Suit alors la promesse faite à Simon Pierre. Ce dernier et ses compagnons, saisis de frayeur plus que d’étonnement, se trouvent inopinément en face d’une action divine inouïe, et ce, dans le domaine de la vie quotidienne. Jésus alors de réconforter Simon tout comme il le fera après sa résurrection : « Cesse de craindre ». Il n’enjoint pas Simon de le suivre, mais il prophétise l’activité apostolique de Pierre : ce dernier devra abandonner son métier de pêcheur et s’occuper désormais des humains. « Désormais » : l’accomplissement de cette déclaration de Jésus commence dès l’instant présent à s’effectuer, le miracle de Jésus et sa parole déclenchent un engagement pour toute une vie. La réaction de Pierre et de ses compagnons ne se fait pas attendre : « Abandonnant leurs filets, ils laissèrent tout pour suivre Jésus ». Pas d’appel, aucune invitation, mais une promesse que Simon et ses compagnons reçoivent et les détermine à suivre Jésus. La pêche miraculeuse constitue un prélude à la tâche apostolique. Luc veut faire comprendre de quelle manière des hommes ont pu être amenés à tout laisser et consacrer leur vie à une activité missionnaire.

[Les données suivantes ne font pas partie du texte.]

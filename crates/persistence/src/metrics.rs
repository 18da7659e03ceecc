//! Database metrics: query durations and pool gauges.

use metrics::{gauge, histogram};
use sqlx::PgPool;
use std::time::Instant;

pub fn record_query_duration(query_name: &str, duration_secs: f64) {
    histogram!(
        "database_query_duration_seconds",
        "query" => query_name.to_string()
    )
    .record(duration_secs);
}

/// Publishes pool size, idle and in-use connection gauges.
pub fn record_pool_metrics(pool: &PgPool) {
    let size = pool.size() as usize;
    let idle = pool.num_idle();

    gauge!("database_connections_active").set(size.saturating_sub(idle) as f64);
    gauge!("database_connections_idle").set(idle as f64);
    gauge!("database_connections_total").set(size as f64);
}

/// Times one repository query.
///
/// ```ignore
/// let timer = QueryTimer::new("find_affiliate_by_id");
/// let result = sqlx::query_as::<_, AffiliateEntity>(...).fetch_optional(&pool).await;
/// timer.record();
/// result
/// ```
pub struct QueryTimer {
    query_name: &'static str,
    start: Instant,
}

impl QueryTimer {
    pub fn new(query_name: &'static str) -> Self {
        Self {
            query_name,
            start: Instant::now(),
        }
    }

    pub fn record(self) {
        record_query_duration(self.query_name, self.start.elapsed().as_secs_f64());
    }
}
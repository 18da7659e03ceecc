//! Affiliate onboarding invites.

use chrono::{DateTime, Utc};
use serde::{Deserialize, Serialize};
use std::fmt;
use std::str::FromStr;
use uuid::Uuid;
use validator::Validate;

use super::affiliate::AffiliateStatus;
use super::deal::DealSummary;

pub const DEFAULT_INVITE_EXPIRY_DAYS: i64 = 7;

/// Expiry given to invites synthesised from partner webhooks.
pub const WEBHOOK_INVITE_EXPIRY_DAYS: i64 = 30;

#[derive(Debug, Clone, Copy, PartialEq, Eq, Serialize, Deserialize)]
#[serde(rename_all = "SCREAMING_SNAKE_CASE")]
pub enum InviteStatus {
    Pending,
    Approved,
    Rejected,
    Expired,
}

impl InviteStatus {
    pub fn as_str(&self) -> &'static str {
        match self {
            InviteStatus::Pending => "PENDING",
            InviteStatus::Approved => "APPROVED",
            InviteStatus::Rejected => "REJECTED",
            InviteStatus::Expired => "EXPIRED",
        }
    }
}

impl FromStr for InviteStatus {
    type Err = String;

    fn from_str(s: &str) -> Result<Self, Self::Err> {
        match s.to_uppercase().as_str() {
            "PENDING" => Ok(InviteStatus::Pending),
            "APPROVED" => Ok(InviteStatus::Approved),
            "REJECTED" => Ok(InviteStatus::Rejected),
            "EXPIRED" => Ok(InviteStatus::Expired),
            _ => Err(format!("Invalid invite status: {}", s)),
        }
    }
}

impl fmt::Display for InviteStatus {
    fn fmt(&self, f: &mut fmt::Formatter<'_>) -> fmt::Result {
        write!(f, "{}", self.as_str())
    }
}

#[derive(Debug, Clone, Serialize, Deserialize)]
#[serde(rename_all = "camelCase")]
pub struct AffiliateInvite {
    pub id: Uuid,
    pub code: String,
    pub email: String,
    pub name: String,
    pub status: InviteStatus,
    pub expires_at: DateTime<Utc>,
    pub superbet_request_id: Option<String>,
    pub affiliate_id: Option<Uuid>,
    pub created_at: DateTime<Utc>,
    pub updated_at: DateTime<Utc>,
}

#[derive(Debug, Clone, Deserialize, Validate)]
#[serde(rename_all = "camelCase")]
pub struct CreateInviteRequest {
    #[validate(email(message = "Invalid email format"))]
    pub email: String,
    #[validate(custom(function = "shared::validation::validate_name"))]
    pub name: String,
    #[validate(range(min = 1, max = 90, message = "expiresInDays must be between 1 and 90"))]
    pub expires_in_days: Option<i64>,
}

#[derive(Debug, Clone, Serialize)]
#[serde(rename_all = "camelCase")]
pub struct CreateInviteResponse {
    #[serde(flatten)]
    pub invite: AffiliateInvite,
    pub registration_link: String,
}

#[derive(Debug, Clone, Default, Deserialize)]
pub struct ListInvitesQuery {
    pub status: Option<InviteStatus>,
}

/// Affiliate created from an invite, as shown in admin listings.
#[derive(Debug, Clone, Serialize)]
#[serde(rename_all = "camelCase")]
pub struct InviteAffiliateInfo {
    pub id: Uuid,
    pub name: String,
    pub email: String,
    pub status: AffiliateStatus,
    pub superbet_affiliate_link: Option<String>,
    pub deal: Option<DealSummary>,
}

#[derive(Debug, Clone, Serialize)]
#[serde(rename_all = "camelCase")]
pub struct InviteListItem {
    #[serde(flatten)]
    pub invite: AffiliateInvite,
    pub affiliate: Option<InviteAffiliateInfo>,
}

/// What an unauthenticated visitor sees for an invite code.
#[derive(Debug, Clone, Serialize)]
#[serde(rename_all = "camelCase")]
pub struct PublicInvite {
    pub code: String,
    pub email: String,
    pub name: String,
    pub status: InviteStatus,
    pub expires_at: DateTime<Utc>,
}

impl From<&AffiliateInvite> for PublicInvite {
    fn from(invite: &AffiliateInvite) -> Self {
        Self {
            code: invite.code.clone(),
            email: invite.email.clone(),
            name: invite.name.clone(),
            status: invite.status,
            expires_at: invite.expires_at,
        }
    }
}

#[derive(Debug, Clone, Deserialize, Validate)]
#[serde(rename_all = "camelCase")]
pub struct InviteRegisterRequest {
    #[validate(length(min = 6, message = "Password must be at least 6 characters"))]
    pub password: String,
    #[validate(length(max = 32))]
    pub phone: Option<String>,
    #[validate(length(max = 128))]
    pub company: Option<String>,
}

#[derive(Debug, Clone, Serialize)]
#[serde(rename_all = "camelCase")]
pub struct InviteRegistrationResponse {
    pub status: InviteStatus,
    pub message: String,
    pub request_id: Option<String>,
    pub affiliate_id: Option<Uuid>,
    pub affiliate_link: Option<String>,
}

/// Outcome of polling the partner for pending invites.
#[derive(Debug, Clone, Default, PartialEq, Eq, Serialize)]
#[serde(rename_all = "camelCase")]
pub struct PendingInvitesSummary {
    pub expired: u64,
    pub checked: u64,
    pub approved: u64,
    pub rejected: u64,
    pub failed: u64,
}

Nous avons lu ce récit avec le regard de Luc. La version des autres évangélistes pourra nous paraître différente quant à son objectif, mais celle de Luc mérite pleine considération. C’est souvent pour ne point dire toujours dans l’activité quotidienne et le trait marquant de notre personnalité que l’appel de Jésus se fait entendre. Ce qui n’empêche que nous devrons au Seigneur les forces nécessaires à l’accomplissement de cette tâche missionnaire.
« Un jour nouveau commence, et toujours un jour reçu de toi, Père.»